Childhood obesity is growing rapidly worldwide. Although there have been enormous advances in the genetic underpinnings of obesity in recent years, the pathways that lead to obesity are still not completely understood. One of the ongoing challenges is the lack of a comprehensive definition of the obese phenotype that encompasses intermediary phenotypic expressions of biological and behavioral nature. Interactions between genetic and environmental factors, including nutrient exposures and dietary behaviors, can influence the development of the obese phenotype. Specifically, genes play a decisive role in the etiology of childhood obesity under the permissive circumstances of an obesogenic environment (increase in energy intake with a decrease in physical activity).
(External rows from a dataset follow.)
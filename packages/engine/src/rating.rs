//! ELO rating computation and the full-history recompute/integrity audit.

use std::collections::HashMap;

use ladder_common::MatchOutcome;
use sea_orm::sea_query::LockType;
use sea_orm::*;
use serde::Serialize;
use tracing::{error, info, instrument};

use crate::entity::{
    arena_match, competition, competition_participant, match_participant, match_result,
};
use crate::error::LadderError;
use crate::state::LadderState;

/// Rating change for the first party given its score against the second.
///
/// `score_a` is 1.0 for a win by A, 0.5 for a tie, 0.0 for a loss. The result
/// is rounded to an integer exactly once; the counterparty moves by the exact
/// negation, which keeps every update zero-sum.
pub fn elo_delta(rating_a: i32, rating_b: i32, score_a: f64, k: i32) -> i32 {
    let expected_a = 1.0 / (1.0 + 10f64.powf(f64::from(rating_b - rating_a) / 400.0));
    (f64::from(k) * (score_a - expected_a)).round() as i32
}

/// Rating movement of participant 1 for the given outcome; participant 2
/// moves by the negation. Fails for outcomes that count for rating but define
/// no winner (e.g. an undefined arena-client error).
pub fn delta_for_participant_one(
    elo_1: i32,
    elo_2: i32,
    outcome: MatchOutcome,
    k: i32,
) -> Result<i32, LadderError> {
    let score_1 = if outcome.is_tie() {
        0.5
    } else {
        match outcome.winner_participant() {
            Some(1) => 1.0,
            Some(2) => 0.0,
            _ => return Err(LadderError::NoWinnerMapping(outcome)),
        }
    };
    Ok(elo_delta(elo_1, elo_2, score_1, k))
}

/// One disagreement between stored rating history and a fresh replay.
#[derive(Clone, Debug, PartialEq, Eq, Serialize)]
pub struct RatingMismatch {
    /// The match whose stored resultant diverged, or `None` for a
    /// participant's final rating.
    pub match_id: Option<i32>,
    pub agent_id: i32,
    pub stored: Option<i32>,
    pub recomputed: i32,
}

/// Outcome of a full-history recompute.
#[derive(Clone, Debug, Serialize)]
pub struct RatingAudit {
    pub competition_id: i32,
    pub dry_run: bool,
    pub matches_replayed: usize,
    pub mismatches: Vec<RatingMismatch>,
}

impl RatingAudit {
    pub fn is_clean(&self) -> bool {
        self.mismatches.is_empty()
    }
}

/// Replay the competition's entire counted match history from the baseline
/// rating and compare it against the incrementally-maintained values.
///
/// A mismatch is an operator alert, not a hard failure: the audit reports it
/// and, unless `dry_run` is set, the recomputed values are persisted as the
/// new truth.
#[instrument(skip(state))]
pub async fn recalculate_ratings(
    state: &LadderState,
    competition_id: i32,
    dry_run: bool,
) -> Result<RatingAudit, LadderError> {
    let k = state.settings.elo_k;
    let txn = state.db.begin().await?;

    let comp = competition::Entity::find_by_id(competition_id)
        .lock(LockType::Update)
        .one(&txn)
        .await?
        .ok_or(LadderError::CompetitionNotFound(competition_id))?;

    let participants = competition_participant::Entity::find()
        .filter(competition_participant::Column::CompetitionId.eq(competition_id))
        .all(&txn)
        .await?;

    // Everyone restarts from the competition baseline, including participants
    // that were deactivated since: their matches are still in the history.
    let mut replayed_elo: HashMap<i32, i32> = participants
        .iter()
        .map(|p| (p.agent_id, comp.starting_elo))
        .collect();
    let mut replayed_counts: HashMap<i32, i32> = HashMap::new();

    let match_ids: Vec<i32> = arena_match::Entity::find()
        .filter(arena_match::Column::CompetitionId.eq(Some(competition_id)))
        .filter(arena_match::Column::RoundId.is_not_null())
        .select_only()
        .column(arena_match::Column::Id)
        .into_tuple()
        .all(&txn)
        .await?;

    let results = match_result::Entity::find()
        .filter(match_result::Column::MatchId.is_in(match_ids.clone()))
        .order_by_asc(match_result::Column::CreatedAt)
        .order_by_asc(match_result::Column::Id)
        .all(&txn)
        .await?;

    let mut participants_by_match: HashMap<i32, Vec<match_participant::Model>> = HashMap::new();
    for mp in match_participant::Entity::find()
        .filter(match_participant::Column::MatchId.is_in(match_ids))
        .all(&txn)
        .await?
    {
        participants_by_match.entry(mp.match_id).or_default().push(mp);
    }

    let mut mismatches = Vec::new();
    let mut matches_replayed = 0usize;

    for result in &results {
        if !result.outcome.counts_for_rating() {
            continue;
        }
        let mut pair = participants_by_match
            .remove(&result.match_id)
            .unwrap_or_default();
        pair.sort_by_key(|p| p.participant_number);
        if pair.len() != 2 {
            return Err(LadderError::InvariantViolation(format!(
                "match {} has {} participants",
                result.match_id,
                pair.len()
            )));
        }

        let elo_1 = *replayed_elo
            .entry(pair[0].agent_id)
            .or_insert(comp.starting_elo);
        let elo_2 = *replayed_elo
            .entry(pair[1].agent_id)
            .or_insert(comp.starting_elo);
        let delta_1 = delta_for_participant_one(elo_1, elo_2, result.outcome, k)?;

        for (mp, starting, delta) in [(&pair[0], elo_1, delta_1), (&pair[1], elo_2, -delta_1)] {
            let resultant = starting + delta;
            if mp.resultant_elo != Some(resultant) {
                mismatches.push(RatingMismatch {
                    match_id: Some(result.match_id),
                    agent_id: mp.agent_id,
                    stored: mp.resultant_elo,
                    recomputed: resultant,
                });
            }
            if !dry_run {
                let mut active: match_participant::ActiveModel = mp.clone().into();
                active.starting_elo = Set(Some(starting));
                active.elo_delta = Set(Some(delta));
                active.resultant_elo = Set(Some(resultant));
                active.update(&txn).await?;
            }
            replayed_elo.insert(mp.agent_id, resultant);
            *replayed_counts.entry(mp.agent_id).or_insert(0) += 1;
        }
        matches_replayed += 1;
    }

    for p in &participants {
        let recomputed = replayed_elo.get(&p.agent_id).copied().unwrap_or(comp.starting_elo);
        if p.elo != recomputed {
            mismatches.push(RatingMismatch {
                match_id: None,
                agent_id: p.agent_id,
                stored: Some(p.elo),
                recomputed,
            });
        }
        if !dry_run {
            let match_count = replayed_counts.get(&p.agent_id).copied().unwrap_or(0);
            let mut active: competition_participant::ActiveModel = p.clone().into();
            active.elo = Set(recomputed);
            active.match_count = Set(match_count);
            active.in_placement = Set(match_count < comp.n_placements);
            active.update(&txn).await?;
        }
    }

    if dry_run {
        txn.rollback().await?;
    } else {
        txn.commit().await?;
    }

    if mismatches.is_empty() {
        info!(competition_id, matches_replayed, "rating recompute clean");
    } else {
        error!(
            competition_id,
            matches_replayed,
            mismatch_count = mismatches.len(),
            "rating history diverged from replay"
        );
    }

    Ok(RatingAudit {
        competition_id,
        dry_run,
        matches_replayed,
        mismatches,
    })
}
Like many diseases, the causes of obesity are complex and their investigation requires novel approaches. Given the many contributors to obesity (weight gain, weight loss, weight maintenance, variability in body composition), as well as the dynamic nature of this issue, genomic tools must continue to be employed to evaluate all dimensions of the obesity phenotype, such as biochemical characteristics, susceptibility markers, nutrient intake, feeding practices and gene–environment interactions. Fundamental knowledge of the types of genes involved and available gene–diet interaction studies in children’s obesity are reviewed. Although there is a paucity of existing literature in this specific domain of childhood obesity, ongoing investigations utilizing large cohorts have potential for providing the knowledge needed for targeted interventions in the future.